The executions weren’t the end of the Sioux Wars. Minnesotans retaliated against all Indians, whether they’d been involved in the uprising or not. “The Sioux Indians of Minnesota must be exterminated or driven forever beyond the borders of the state,” Governor Ramsey declared. He demanded, and Congress agreed, that the Indians’ annuity money should be spent to compensate white victims of the uprising (even though some of the claims were so extravagant, they were outrageous).

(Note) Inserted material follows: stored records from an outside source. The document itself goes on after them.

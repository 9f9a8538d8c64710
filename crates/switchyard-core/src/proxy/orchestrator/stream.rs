//! Streaming relay: upstream SSE bytes to canonical chunks.
//!
//! Chunks are pulled before the stream is handed to the caller until one
//! carries text or a finish reason. Content-free chunks seen on the way (usage
//! preambles) are held back, so a failure before the first real output can
//! still be retried on another channel. Once output is committed, failures
//! end the stream instead.

use bytes::Bytes;
use futures::{Stream, StreamExt};
use std::collections::VecDeque;
use std::pin::Pin;
use std::sync::Arc;
use std::time::Duration;
use switchyard_types::{ErrorKind, GatewayError, ProxyResponseChunk};

use super::settlement::Settlement;
use super::CompletionStream;
use crate::proxy::common::{SseDecoder, SseEvent};
use crate::proxy::mappers::{Origin, ProtocolAdapter};
use crate::proxy::upstream::map_transport_error;

type ByteStream = Pin<Box<dyn Stream<Item = reqwest::Result<Bytes>> + Send>>;

pub(super) struct StreamRelay {
    upstream: ByteStream,
    decoder: SseDecoder,
    pending: VecDeque<SseEvent>,
    adapter: Arc<dyn ProtocolAdapter>,
    origin: Origin,
    idle_timeout: Duration,
    /// Upstream body is exhausted
    finished: bool,
    /// The provider's end-of-stream marker was seen
    terminated: bool,
    settlement: Settlement,
}

impl StreamRelay {
    pub fn new(
        response: reqwest::Response,
        adapter: Arc<dyn ProtocolAdapter>,
        origin: Origin,
        idle_timeout: Duration,
        settlement: Settlement,
    ) -> Self {
        Self {
            upstream: Box::pin(response.bytes_stream()),
            decoder: SseDecoder::new(),
            pending: VecDeque::new(),
            adapter,
            origin,
            idle_timeout,
            finished: false,
            terminated: false,
            settlement,
        }
    }

    /// Next translated chunk; `Ok(None)` once the upstream finished cleanly.
    /// A body that ends without the terminal marker, for families that send
    /// one, is a truncated response.
    async fn next_chunk(&mut self) -> Result<Option<ProxyResponseChunk>, GatewayError> {
        loop {
            while let Some(event) = self.pending.pop_front() {
                if self.adapter.is_stream_terminal(&event) {
                    self.finished = true;
                    self.terminated = true;
                    self.pending.clear();
                    return Ok(None);
                }
                if let Some(chunk) = self.adapter.translate_stream_chunk(&event, &self.origin)? {
                    self.settlement.observe(&chunk);
                    return Ok(Some(chunk));
                }
            }
            if self.finished {
                if !self.terminated && self.adapter.requires_terminal() {
                    tracing::warn!(
                        "Stream on channel {} ended without a terminal event",
                        self.settlement.channel_id()
                    );
                    return Err(GatewayError::new(
                        ErrorKind::UpstreamServerError,
                        "Upstream stream ended before completion",
                    ));
                }
                return Ok(None);
            }

            match tokio::time::timeout(self.idle_timeout, self.upstream.next()).await {
                Err(_) => {
                    tracing::warn!(
                        "Stream on channel {} idle for {:?}",
                        self.settlement.channel_id(),
                        self.idle_timeout
                    );
                    return Err(GatewayError::new(ErrorKind::UpstreamTimeout, "Upstream stream stalled"));
                },
                Ok(None) => {
                    self.finished = true;
                    let tail = self.decoder.finish();
                    self.pending.extend(tail);
                },
                Ok(Some(Err(e))) => {
                    return Err(map_transport_error(&e, self.settlement.channel_id()));
                },
                Ok(Some(Ok(bytes))) => {
                    let events = self.decoder.push(&bytes);
                    self.pending.extend(events);
                },
            }
        }
    }

    /// Pull chunks until the first one with output. On error the call is
    /// settled as failed and the error returned so the caller may retry
    /// elsewhere.
    pub async fn open(mut self) -> Result<CompletionStream, GatewayError> {
        let mut head = Vec::new();
        loop {
            match self.next_chunk().await {
                Ok(Some(chunk)) => {
                    let commits = !chunk.delta.is_empty() || chunk.finish_reason.is_some();
                    head.push(chunk);
                    if commits {
                        return Ok(self.into_stream(head, false));
                    }
                },
                Ok(None) => return Ok(self.into_stream(head, true)),
                Err(err) => {
                    tracing::warn!(
                        "Stream on channel {} failed before the first output: {}",
                        self.settlement.channel_id(),
                        err
                    );
                    self.settlement.fail(&err);
                    return Err(err);
                },
            }
        }
    }

    fn into_stream(self, head: Vec<ProxyResponseChunk>, ended: bool) -> CompletionStream {
        let mut relay = self;
        Box::pin(async_stream::stream! {
            for chunk in head {
                yield Ok(chunk);
            }
            if ended {
                relay.settlement.succeed();
            } else {
                loop {
                    match relay.next_chunk().await {
                        Ok(Some(chunk)) => yield Ok(chunk),
                        Ok(None) => {
                            relay.settlement.succeed();
                            break;
                        },
                        Err(err) => {
                            tracing::warn!(
                                "Stream on channel {} failed mid-flight: {}",
                                relay.settlement.channel_id(),
                                err
                            );
                            relay.settlement.fail(&err);
                            yield Err(err);
                            break;
                        },
                    }
                }
            }
        })
    }
}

The Minnesota government even persecuted a peaceful Winnebago tribe that had taken no part in the Sioux War. That the Winnebagos “lived on choice farm lands coveted by the whites raises a presumption that the settlers may well have been prompted by economic motives, coupled with fear and prejudice in wanting to get rid of the unfortunate Winnebago,” Carley writes.
And of course, this was just the beginning of blood that would flow for decades.
As Carley reports, “The Minnesota Uprising of 1862 was still fresh in the nation’s memory when it became aware of such Indian leaders as Red Cloud, Sitting Bull and Crazy Horse. Bloody battles at Fort Phil Kearny, the Little Bighorn, and, in 1890, Wounded Knee, brought to an end at last the generation of Indian warfare that had begun at Acton in August, 1862.”
Larry H. Johns is a freelance writer who lives most of the year in Bloomington, Minnesota, but spends his winters in Arizona. He often writes about sports and logging and became fascinated by the 1862 uprising when he moved to Minnesota in 1965.